### Assignment
Every line with the string "NotFound" in it belongs in your answer, so copy them all from the data.

*** Opening Record excerpts ***

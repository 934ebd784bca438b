// src/config/options.rs
use super::consts::*;
use crate::specs::sources::Source;

#[derive(Clone, Debug, PartialEq)]
pub struct AppOptions {
    pub scrape: ScrapeOptions,
    pub view: ViewOptions,
    pub map: MapOptions,
    pub export: ExportOptions,
}

impl Default for AppOptions {
    fn default() -> Self {
        Self {
            scrape: ScrapeOptions::default(),
            view: ViewOptions::default(),
            map: MapOptions::default(),
            export: ExportOptions::default(),
        }
    }
}

#[derive(Clone, Debug, PartialEq, Eq, Hash)]
pub enum PageKind {
    Records,
    Compare,
    Continents,
    Map,
}

#[derive(Clone, Debug, PartialEq, Eq)]
pub struct ScrapeOptions {
    pub url: String,
    /// CSS selector for the structural marker.
    pub marker: String,
    /// Sources the run must try to locate, reported in this order.
    pub sources: Vec<Source>,
    pub cache_ttl_secs: i64,
}

impl Default for ScrapeOptions {
    fn default() -> Self {
        Self {
            url: s!(DEFAULT_URL),
            marker: s!(TABLE_MARKER),
            sources: Source::ALL.to_vec(),
            cache_ttl_secs: CACHE_TTL_SECS,
        }
    }
}

#[derive(Clone, Debug, PartialEq, Eq)]
pub struct ViewOptions {
    /// Source shown by the records page and used to rank the comparison chart.
    pub source: Source,
    pub top_n: usize,
}

impl Default for ViewOptions {
    fn default() -> Self {
        Self { source: Source::Imf, top_n: DEFAULT_TOP_N }
    }
}

impl ViewOptions {
    pub fn set_top_n(&mut self, n: usize) {
        self.top_n = n.clamp(1, MAX_TOP_N);
    }
}

#[derive(Clone, Debug, PartialEq)]
pub struct MapOptions {
    pub lat: f64,
    pub lon: f64,
    pub zoom: u8,
}

impl Default for MapOptions {
    fn default() -> Self {
        Self { lat: DEFAULT_LAT, lon: DEFAULT_LON, zoom: DEFAULT_ZOOM }
    }
}

#[derive(Clone, Copy, Debug, PartialEq, Eq)]
pub enum ExportFormat {
    Csv,
    Tsv,
}

impl ExportFormat {
    pub fn delim(&self) -> char {
        match self { ExportFormat::Csv => ',', ExportFormat::Tsv => '\t' }
    }
}

#[derive(Clone, Debug, PartialEq, Eq)]
pub struct ExportOptions {
    pub format: ExportFormat,
    pub include_headers: bool,
}

impl Default for ExportOptions {
    fn default() -> Self {
        Self { format: ExportFormat::Tsv, include_headers: true }
    }
}
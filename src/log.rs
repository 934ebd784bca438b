// src/log.rs
//
// Log sink setup + the short logging macros used across the crate.
// Everything goes through `tracing`; the file layer writes to .store/debug.log.

use std::path::Path;

use tracing_appender::{
    non_blocking::WorkerGuard,
    rolling::{RollingFileAppender, Rotation},
};
use tracing_subscriber::{fmt, prelude::*, EnvFilter};

use crate::config::consts::{LOG_FILE, STORE_DIR};

#[doc(hidden)]
pub use tracing as __tracing;

/// Where log lines go besides the debug file.
#[derive(Clone, Copy, Debug, PartialEq, Eq)]
pub enum Console {
    /// GUI: file only.
    Off,
    /// CLI: also mirror to stderr (stdout carries the report).
    Stderr,
}

/// Install the global subscriber. Keep the returned guard alive for the whole
/// run, otherwise buffered lines are lost on exit.
///
/// `RUST_LOG` takes precedence over `verbose`.
pub fn init(console: Console, verbose: bool) -> Option<WorkerGuard> {
    init_in(Path::new(STORE_DIR), console, verbose)
}

/// Same as `init` with the log directory given. If the directory or file
/// cannot be created, logging continues without the file layer.
pub fn init_in(dir: &Path, console: Console, verbose: bool) -> Option<WorkerGuard> {
    let default_level = if verbose { "gdp_scrape=debug" } else { "gdp_scrape=info" };
    let filter = EnvFilter::try_from_default_env()
        .unwrap_or_else(|_| EnvFilter::new(default_level));

    let (file_layer, guard) = match file_appender(dir) {
        Some(appender) => {
            let (writer, guard) = tracing_appender::non_blocking(appender);
            (Some(fmt::layer().with_ansi(false).with_writer(writer)), Some(guard))
        }
        None => (None, None),
    };

    let console_layer = match console {
        Console::Stderr => Some(fmt::layer().with_target(false).with_writer(std::io::stderr)),
        Console::Off => None,
    };

    let installed = tracing_subscriber::registry()
        .with(filter)
        .with(file_layer)
        .with(console_layer)
        .try_init();

    match installed {
        Ok(()) => guard,
        Err(_) => None, // someone (a test harness) got there first
    }
}

/// `dir/debug.log`, created along with `dir`. `None` when either fails.
fn file_appender(dir: &Path) -> Option<RollingFileAppender> {
    let built = RollingFileAppender::builder()
        .rotation(Rotation::NEVER)
        .filename_prefix(LOG_FILE)
        .build(dir);

    match built {
        Ok(appender) => Some(appender),
        Err(e) => {
            eprintln!("Logging: no log file in {}: {e}", dir.display());
            None
        }
    }
}

/// Info-level logging
#[macro_export]
macro_rules! logf {
    ($($arg:tt)*) => {
        $crate::log::__tracing::info!($($arg)*)
    };
}

/// Debug-level logging
#[macro_export]
macro_rules! logd {
    ($($arg:tt)*) => {
        $crate::log::__tracing::debug!($($arg)*)
    };
}

/// Warn-level logging
#[macro_export]
macro_rules! logw {
    ($($arg:tt)*) => {
        $crate::log::__tracing::warn!($($arg)*)
    };
}

/// Error-level logging
#[macro_export]
macro_rules! loge {
    ($($arg:tt)*) => {
        $crate::log::__tracing::error!($($arg)*)
    };
}
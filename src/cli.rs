// src/cli.rs
//
// Text front-end: same pipeline as the GUI, views printed to stdout.

use std::io::{self, Write};

use clap::{Args, Parser, Subcommand, ValueEnum};
use color_eyre::eyre::{self, WrapErr};

use crate::{
    aggregate::JoinedView,
    chart::{comparison_chart, continent_chart},
    config::{
        consts::{CACHE_TTL_SECS, DEFAULT_TOP_N, DEFAULT_URL, MAX_ZOOM, TABLE_MARKER},
        options::{ExportFormat, ScrapeOptions},
    },
    core::{cache::FetchCache, net::{Fetch, HttpFetcher}},
    csv,
    data::{self, DataSet},
    log::{self, Console},
    map::MapView,
    present::{self, NO_DATA},
    progress::Progress,
    scrape::{self, Report},
    specs::sources::Source,
};

const BAR_WIDTH: usize = 40;
const MAP_COLS: usize = 73;
const MAP_ROWS: usize = 25;

#[derive(Parser, Debug)]
#[command(name = "gdp_scrape")]
#[command(about = "Scrape GDP-by-country tables and print them as tables, bars or a map")]
#[command(version)]
pub struct Cli {
    #[command(subcommand)]
    pub command: Command,

    /// Page to scrape
    #[arg(long, global = true, default_value = DEFAULT_URL)]
    pub url: String,

    /// CSS selector for candidate tables
    #[arg(long, global = true, default_value = TABLE_MARKER)]
    pub marker: String,

    /// Debug logging on stderr (RUST_LOG overrides)
    #[arg(short, long, action = clap::ArgAction::Count, global = true)]
    pub verbose: u8,
}

#[derive(Subcommand, Debug)]
pub enum Command {
    /// Records of one source: country, continent, GDP, year
    Table(ViewArgs),
    /// Top countries side by side across all sources
    Compare(ViewArgs),
    /// Totals per continent for one source
    Continents(ViewArgs),
    /// Single-marker coordinate map
    Map(MapArgs),
}

#[derive(Args, Debug)]
pub struct ViewArgs {
    /// imf | worldbank | un
    #[arg(short, long, default_value = "imf", value_parser = parse_source)]
    pub source: Source,

    /// Countries shown (compare: bars, continents: named members per bar)
    #[arg(short = 'n', long, default_value_t = DEFAULT_TOP_N)]
    pub top: usize,

    #[arg(short, long, value_enum, default_value_t = OutFormat::Text)]
    pub format: OutFormat,
}

#[derive(Args, Debug)]
pub struct MapArgs {
    #[arg(long, default_value_t = 0.0, allow_negative_numbers = true)]
    pub lat: f64,

    #[arg(long, default_value_t = 0.0, allow_negative_numbers = true)]
    pub lon: f64,

    /// 0 = whole world
    #[arg(short, long, default_value_t = 0, value_parser = clap::value_parser!(u8).range(0..=MAX_ZOOM as i64))]
    pub zoom: u8,
}

#[derive(Clone, Copy, Debug, PartialEq, Eq, ValueEnum)]
pub enum OutFormat {
    Text,
    Csv,
    Tsv,
}

impl OutFormat {
    fn export(self) -> Option<ExportFormat> {
        match self {
            OutFormat::Text => None,
            OutFormat::Csv => Some(ExportFormat::Csv),
            OutFormat::Tsv => Some(ExportFormat::Tsv),
        }
    }
}

fn parse_source(s: &str) -> Result<Source, String> {
    Source::from_key(s).ok_or_else(|| format!("unknown source `{s}` (expected imf, worldbank or un)"))
}

#[derive(Clone, Copy)]
enum ViewKind {
    Table,
    Compare,
    Continents,
}

/// Status lines on stderr so stdout stays clean for piping.
struct CliProgress;

impl Progress for CliProgress {
    fn log(&mut self, msg: &str) {
        eprintln!("{msg}");
    }
    fn item_done(&mut self, label: &str) {
        eprintln!("  {label}: ok");
    }
    fn item_failed(&mut self, label: &str, reason: &str) {
        eprintln!("  {label}: {reason}");
    }
}

pub fn run() -> eyre::Result<()> {
    let cli = Cli::parse();
    let _guard = log::init(Console::Stderr, cli.verbose > 0);

    let fetcher = HttpFetcher::new().wrap_err("building HTTP client")?;
    let stdout = io::stdout();
    let mut out = stdout.lock();
    run_with(&cli, &fetcher, None, &mut out)
}

/// Execute one command. `progress` defaults to stderr status lines.
pub fn run_with(
    cli: &Cli,
    fetcher: &dyn Fetch,
    progress: Option<&mut dyn Progress>,
    out: &mut dyn Write,
) -> eyre::Result<()> {
    let (kind, view) = match &cli.command {
        Command::Map(m) => {
            let map = MapView::single(m.lat, m.lon, m.zoom)?;
            out.write_all(present::render_map(&map, MAP_COLS, MAP_ROWS).as_bytes())?;
            return Ok(());
        }
        Command::Table(v) => (ViewKind::Table, v),
        Command::Compare(v) => (ViewKind::Compare, v),
        Command::Continents(v) => (ViewKind::Continents, v),
    };

    let opts = ScrapeOptions {
        url: cli.url.clone(),
        marker: cli.marker.clone(),
        ..ScrapeOptions::default()
    };
    let mut cache = FetchCache::new(CACHE_TTL_SECS);
    let mut fallback = CliProgress;
    let progress: &mut dyn Progress = match progress {
        Some(p) => p,
        None => &mut fallback,
    };
    let report = scrape::run(&opts, &mut cache, fetcher, Some(progress))?;

    let text = match kind {
        ViewKind::Table => table_view(&report, view),
        ViewKind::Compare => compare_view(&report.joined(), view),
        ViewKind::Continents => continents_view(&report, view),
    };

    // Delimited output stays machine-readable; issues go to stderr instead.
    let issues = present::render_issues(&report.issues());
    if view.format == OutFormat::Text {
        out.write_all(issues.as_bytes())?;
    } else {
        eprint!("{issues}");
    }
    out.write_all(text.as_bytes())?;
    Ok(())
}

fn emit(ds: &DataSet, args: &ViewArgs, text: impl FnOnce(&DataSet) -> String) -> String {
    match args.format.export() {
        Some(fmt) => csv::to_export_string(&ds.headers, &ds.rows, true, fmt.delim()),
        None => text(ds),
    }
}

fn table_view(report: &Report, args: &ViewArgs) -> String {
    let Some(set) = report.records(args.source) else {
        return join!(NO_DATA, "\n");
    };
    let ds = data::records_dataset(set);
    emit(&ds, args, |ds| {
        let mut shown = ds.clone();
        if let Some(ix) = shown.column("GDP") {
            for row in &mut shown.rows {
                if let Ok(v) = row[ix].parse::<f64>() {
                    row[ix] = present::format_gdp(v);
                }
            }
        }
        present::render_table(&shown)
    })
}

fn compare_view(joined: &JoinedView, args: &ViewArgs) -> String {
    let ds = data::joined_dataset(joined);
    emit(&ds, args, |_| {
        present::render_bars(&comparison_chart(joined, args.source, args.top), BAR_WIDTH)
    })
}

fn continents_view(report: &Report, args: &ViewArgs) -> String {
    let Some(view) = report.by_continent(args.source) else {
        return join!(NO_DATA, "\n");
    };
    let ds = data::continent_dataset(&view);
    emit(&ds, args, |ds| {
        let bars = present::render_bars(&continent_chart(&view, args.source, args.top), BAR_WIDTH);
        join!(&bars, "\n", &present::render_table(ds))
    })
}

#[cfg(test)]
mod tests {
    use super::*;
    use crate::core::net::RawPage;
    use crate::error::Result as GdpResult;

    const PAGE: &str = r#"<html><body>
        <table class="wikitable"><tr><th>Country</th><th>IMF estimate</th></tr>
          <tr><td>Japan</td><td>4,231,141</td></tr>
          <tr><td>Fiji</td><td>5,494</td></tr></table>
        <table class="wikitable"><tr><th>Country</th><th>World Bank</th></tr>
          <tr><td>Japan</td><td>4,213,000</td></tr></table>
        </body></html>"#;

    struct Fixture;
    impl Fetch for Fixture {
        fn fetch(&self, url: &str) -> GdpResult<RawPage> {
            Ok(RawPage::new(url, PAGE))
        }
    }

    struct Quiet;
    impl Progress for Quiet {}

    fn exec(args: &[&str]) -> eyre::Result<String> {
        let cli = Cli::try_parse_from(std::iter::once("gdp_scrape").chain(args.iter().copied()))?;
        let mut buf = Vec::new();
        run_with(&cli, &Fixture, Some(&mut Quiet), &mut buf)?;
        Ok(String::from_utf8(buf)?)
    }

    #[test]
    fn table_text() {
        let out = exec(&["table"]).unwrap();
        assert!(out.contains("! no table found for source United Nations"));
        assert!(out.contains("4,231,141"));
        assert!(out.contains("Oceania"));
    }

    #[test]
    fn table_csv_is_plain() {
        let out = exec(&["table", "--format", "csv"]).unwrap();
        assert_eq!(out, "Country,Continent,GDP,Year\nJapan,Asia,4231141,\nFiji,Oceania,5494,\n");
    }

    #[test]
    fn missing_source_degrades() {
        let out = exec(&["table", "-s", "un"]).unwrap();
        assert!(out.ends_with("No data to display\n"));
    }

    #[test]
    fn compare_tsv_blank_for_missing() {
        let out = exec(&["compare", "-f", "tsv"]).unwrap();
        assert_eq!(out, "Country\tIMF\tWorld Bank\nJapan\t4231141\t4213000\nFiji\t5494\t\n");
    }

    #[test]
    fn map_accepts_negative_longitude() {
        let out = exec(&["map", "--lat", "37.7749", "--lon", "-122.4194"]).unwrap();
        assert!(out.contains("Your location (37.7749, -122.4194)"));
    }

    #[test]
    fn map_rejects_out_of_range() {
        assert!(exec(&["map", "--lat", "91"]).is_err());
    }

    #[test]
    fn bad_source_is_a_usage_error() {
        assert!(Cli::try_parse_from(["gdp_scrape", "table", "--source", "oecd"]).is_err());
    }
}
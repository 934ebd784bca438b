// tests/locate.rs
mod common;

use gdp_scrape::config::consts::TABLE_MARKER;
use gdp_scrape::scrape::locate::{labeled_tables, locate, Located};
use gdp_scrape::specs::sources::Source;
use gdp_scrape::GdpError;

use common::{page, COMBINED, NO_TABLES, THREE_TABLES};

#[test]
fn three_tables_each_get_their_label() {
    let located = locate(&page(THREE_TABLES), TABLE_MARKER, &Source::ALL).unwrap();
    let labels: Vec<Source> = located.iter().map(|l| l.source()).collect();
    assert_eq!(labels, Source::ALL.to_vec());
    assert!(located.iter().all(|l| matches!(l, Located::Found { .. })));

    // caption fallback for the IMF table
    let imf = located[0].table().unwrap();
    assert_eq!(imf.caption.as_deref(), Some("Estimates by the International Monetary Fund"));
    assert_eq!(imf.headers, vec!["Rank", "Country", "GDP (US$ million)", "Year"]);
}

#[test]
fn labeling_is_deterministic() {
    let p = page(THREE_TABLES);
    let first = locate(&p, TABLE_MARKER, &Source::ALL).unwrap();
    for _ in 0..5 {
        assert_eq!(locate(&p, TABLE_MARKER, &Source::ALL).unwrap(), first);
    }
}

#[test]
fn first_table_in_document_order_wins() {
    let located = locate(&page(THREE_TABLES), TABLE_MARKER, &[Source::Imf]).unwrap();
    let imf = located[0].table().unwrap();
    assert!(imf.rows.iter().any(|r| r.iter().any(|c| c == "Japan")));
    assert!(!imf.rows.iter().any(|r| r.iter().any(|c| c == "Atlantis")));
}

#[test]
fn non_marker_and_unlabeled_tables_are_ignored() {
    let tables = labeled_tables(THREE_TABLES, TABLE_MARKER).unwrap();
    // IMF, World Bank, UN, second IMF; the cities table names nobody
    assert_eq!(tables.len(), 4);
    assert!(!tables.iter().any(|t| t.rows.iter().any(|r| r.iter().any(|c| c == "Nowhere" || c == "Tokyo"))));
}

#[test]
fn spanned_headers_are_combined() {
    let located = locate(&page(THREE_TABLES), TABLE_MARKER, &[Source::UnitedNations]).unwrap();
    let un = located[0].table().unwrap();
    assert_eq!(un.headers, vec!["Country", "United Nations Estimate", "United Nations Year"]);
    assert_eq!(un.rows[0], vec!["United States", "23,315,081", "2021"]);
}

#[test]
fn combined_table_is_split_per_source() {
    let located = locate(&page(COMBINED), TABLE_MARKER, &Source::ALL).unwrap();
    assert_eq!(located.len(), 3);

    let wb = located[1].table().unwrap();
    assert_eq!(wb.label, Some(Source::WorldBank));
    assert_eq!(
        wb.headers,
        vec!["Country/Territory", "UN region[6]", "World Bank[14] Estimate", "World Bank[14] Year"]
    );
    assert_eq!(wb.rows[1], vec!["United States", "Americas", "25,462,700", "2022"]);

    // "UN region" must not be read as the United Nations column
    let un = located[2].table().unwrap();
    assert_eq!(un.headers.len(), 4);
    assert_eq!(un.rows[1][2], "23,315,081");
}

#[test]
fn missing_source_is_not_substituted() {
    let markup = r#"<table class="wikitable"><tr><th>Country</th><th>IMF</th></tr>
        <tr><td>Japan</td><td>4,231,141</td></tr></table>"#;
    let located = locate(&page(markup), TABLE_MARKER, &Source::ALL).unwrap();
    assert!(matches!(located[0], Located::Found { source: Source::Imf, .. }));
    assert_eq!(located[1], Located::NotFound(Source::WorldBank));
    assert_eq!(located[2], Located::NotFound(Source::UnitedNations));
}

#[test]
fn no_marker_tables_is_an_error() {
    let err = locate(&page(NO_TABLES), TABLE_MARKER, &Source::ALL).unwrap_err();
    assert!(matches!(err, GdpError::NoTablesFound { .. }));
}

#[test]
fn bad_selector_is_reported() {
    let err = locate(&page(THREE_TABLES), "table[", &Source::ALL).unwrap_err();
    assert!(matches!(err, GdpError::InvalidSelector { .. }));
}

#[test]
fn nested_tables_do_not_leak_rows() {
    let markup = r#"<table class="wikitable">
        <tr><th>Country</th><th>World Bank</th></tr>
        <tr><td>Chile<table><tr><td>inner</td><td>7</td></tr></table></td><td>301,025</td></tr>
        </table>"#;
    let located = locate(&page(markup), TABLE_MARKER, &[Source::WorldBank]).unwrap();
    let wb = located[0].table().unwrap();
    assert_eq!(wb.rows.len(), 1);
    assert_eq!(wb.rows[0][1], "301,025");
}
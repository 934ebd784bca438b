// tests/common/mod.rs
//
// Fixture pages and an in-memory fetcher, shared by the integration tests.
#![allow(dead_code)]

use std::cell::Cell;

use gdp_scrape::core::net::{Fetch, RawPage};
use gdp_scrape::{GdpError, Result};

pub const THREE_TABLES: &str = include_str!("../fixtures/three_tables.html");
pub const COMBINED: &str = include_str!("../fixtures/combined.html");
pub const NO_TABLES: &str = include_str!("../fixtures/no_tables.html");

pub const URL: &str = "https://example.test/wiki/GDP";

pub fn page(markup: &str) -> RawPage {
    RawPage::new(URL, markup)
}

/// Serves one fixed page and counts requests. `fail` turns every request
/// into a fetch error.
pub struct FixtureFetch {
    pub markup: &'static str,
    pub fail: bool,
    pub calls: Cell<usize>,
}

impl FixtureFetch {
    pub fn new(markup: &'static str) -> Self {
        Self { markup, fail: false, calls: Cell::new(0) }
    }

    pub fn failing() -> Self {
        Self { markup: "", fail: true, calls: Cell::new(0) }
    }
}

impl Fetch for FixtureFetch {
    fn fetch(&self, url: &str) -> Result<RawPage> {
        self.calls.set(self.calls.get() + 1);
        if self.fail {
            return Err(GdpError::Fetch { url: url.to_string(), reason: "HTTP 503 Service Unavailable".into() });
        }
        Ok(RawPage::new(url, self.markup))
    }
}
// src/gui/actions/refresh.rs
use crate::{
    gui::{app::App, progress::GuiProgress},
    scrape,
};

/// Run the pipeline on the UI thread. `force` drops the cached page first.
/// A fatal error keeps the previous report on screen alongside the message.
pub fn refresh(app: &mut App, force: bool) {
    let opts = app.state.options.scrape.clone();

    let fetcher = match &app.fetcher {
        Ok(f) => f,
        Err(e) => {
            let msg = format!("Error: HTTP client unavailable: {e}");
            app.last_error = Some(msg.clone());
            app.status(msg);
            app.running = false;
            return;
        }
    };

    if force && app.cache.invalidate(&opts.url) {
        logd!("Cache: Dropped {}", opts.url);
    }

    logf!("Refresh: Begin url={} marker={} force={}", opts.url, opts.marker, force);

    let mut prog = GuiProgress::new(app.status.clone());

    // → This is where the scrape happens ←
    let res = scrape::run(&opts, &mut app.cache, fetcher, Some(&mut prog));

    match res {
        Ok(report) => {
            logf!(
                "Refresh: OK loaded={}/{} issues={}",
                report.loaded().count(),
                report.outcomes.len(),
                report.issues().len()
            );
            app.report = Some(report);
            app.last_error = None;
        }
        Err(e) => {
            loge!("Refresh: Error: {}", e);
            let msg = format!("Error: {e}");
            app.last_error = Some(msg.clone());
            app.status(msg);
        }
    }

    app.running = false;
    app.rebuild_view();
}
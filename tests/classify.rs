// tests/classify.rs
use std::collections::HashSet;

use gdp_scrape::classify::{classify, members, Continent, TABLE_VERSION};

#[test]
fn total_for_any_input() {
    assert_eq!(classify(""), Continent::Unclassified);
    assert_eq!(classify("   "), Continent::Unclassified);
    assert_eq!(classify("Atlantis"), Continent::Unclassified);
    assert_eq!(classify("World"), Continent::Unclassified);
}

#[test]
fn known_countries() {
    assert_eq!(classify("Japan"), Continent::Asia);
    assert_eq!(classify("Germany"), Continent::Europe);
    assert_eq!(classify("United States"), Continent::NorthAmerica);
    assert_eq!(classify("Brazil"), Continent::SouthAmerica);
    assert_eq!(classify("Nigeria"), Continent::Africa);
    assert_eq!(classify("Fiji"), Continent::Oceania);
}

#[test]
fn input_is_trimmed_but_exact() {
    assert_eq!(classify("  France "), Continent::Europe);
    assert_eq!(classify("france"), Continent::Unclassified);
}

#[test]
fn name_variants() {
    assert_eq!(classify("Czechia"), classify("Czech Republic"));
    assert_eq!(classify("Türkiye"), classify("Turkey"));
    assert_ne!(classify("Czechia"), Continent::Unclassified);
}

#[test]
fn every_name_maps_to_exactly_one_continent() {
    let mut seen = HashSet::new();
    for c in Continent::ALL {
        for name in members(c) {
            assert!(seen.insert(*name), "{name} listed twice");
            assert_eq!(classify(name), c);
        }
    }
    assert!(members(Continent::Unclassified).is_empty());
    assert!(seen.len() > 190);
}

#[test]
fn display_order_ends_with_unclassified() {
    assert_eq!(Continent::ALL.last(), Some(&Continent::Unclassified));
    assert_eq!(Continent::NorthAmerica.to_string(), "North America");
    assert!(TABLE_VERSION >= 1);
}
// src/gui/components/map_canvas.rs
//
// Paints the map viewport: ocean fill, graticule with degree labels,
// marker dot and its popup label.

use eframe::egui::{self, Align2, Color32, FontId, Pos2, Rect, Sense, Stroke, StrokeKind, Vec2};

use crate::map::MapView;

const OCEAN: Color32 = Color32::from_rgb(0x1F, 0x3A, 0x5A);
const GRID: Color32 = Color32::from_rgb(0x4A, 0x6A, 0x8A);
const MARKER: Color32 = Color32::from_rgb(0xDC, 0x61, 0x49);

pub fn draw(ui: &mut egui::Ui, view: &MapView) {
    // Keep the 2:1 equirectangular aspect inside the available space.
    let avail = ui.available_size();
    let w = avail.x.min(avail.y * 2.0).max(120.0);
    let size = Vec2::new(w, w / 2.0);
    let (response, painter) = ui.allocate_painter(size, Sense::hover());
    let rect = response.rect;

    painter.rect_filled(rect, 2.0, OCEAN);

    let b = view.bounds();
    let at = |lat: f64, lon: f64| -> Pos2 {
        let x = (lon - b.west) / (b.east - b.west);
        let y = (b.north - lat) / (b.north - b.south);
        Pos2::new(rect.left() + x as f32 * rect.width(), rect.top() + y as f32 * rect.height())
    };

    let font = FontId::proportional(10.0);
    let (lats, lons) = view.graticule();
    for lat in lats {
        let (l, r) = (at(lat, b.west), at(lat, b.east));
        painter.line_segment([l, r], Stroke::new(if lat == 0.0 { 1.2 } else { 0.5 }, GRID));
        painter.text(l + Vec2::new(3.0, -1.0), Align2::LEFT_BOTTOM, format!("{lat}°"), font.clone(), GRID);
    }
    for lon in lons {
        let (t, btm) = (at(b.north, lon), at(b.south, lon));
        painter.line_segment([t, btm], Stroke::new(if lon == 0.0 { 1.2 } else { 0.5 }, GRID));
        painter.text(btm + Vec2::new(2.0, -2.0), Align2::LEFT_BOTTOM, format!("{lon}°"), font.clone(), GRID);
    }

    for m in &view.markers {
        let Some((x, y)) = view.project(m.at, rect.width(), rect.height()) else { continue };
        let p = rect.min + Vec2::new(x, y);
        painter.circle_filled(p, 6.0, MARKER);
        painter.circle_stroke(p, 6.0, Stroke::new(1.5, Color32::WHITE));

        // Popup box, flipped to stay inside the canvas
        let text = format!("{} ({:.4}, {:.4})", m.popup, m.at.lat(), m.at.lon());
        let galley = painter.layout_no_wrap(text, FontId::proportional(12.0), Color32::BLACK);
        let pad = Vec2::new(6.0, 4.0);
        let box_size = galley.size() + pad * 2.0;
        let mut min = p + Vec2::new(10.0, -box_size.y - 10.0);
        if min.x + box_size.x > rect.right() { min.x = p.x - 10.0 - box_size.x; }
        if min.y < rect.top() { min.y = p.y + 10.0; }
        let popup = Rect::from_min_size(min, box_size);
        painter.rect_filled(popup, 4.0, Color32::from_rgb(0xF5, 0xF5, 0xF0));
        painter.rect_stroke(popup, 4.0, Stroke::new(1.0, Color32::DARK_GRAY), StrokeKind::Inside);
        painter.galley(min + pad, galley, Color32::BLACK);
    }

    painter.rect_stroke(rect, 2.0, Stroke::new(1.0, GRID), StrokeKind::Inside);
}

*** Closing Record excerpts ***

### Your response
    assert_eq!(located[1], Located::NotFound(Source::WorldBank));
    assert_eq!(located[2], Located::NotFound(Source::UnitedNations));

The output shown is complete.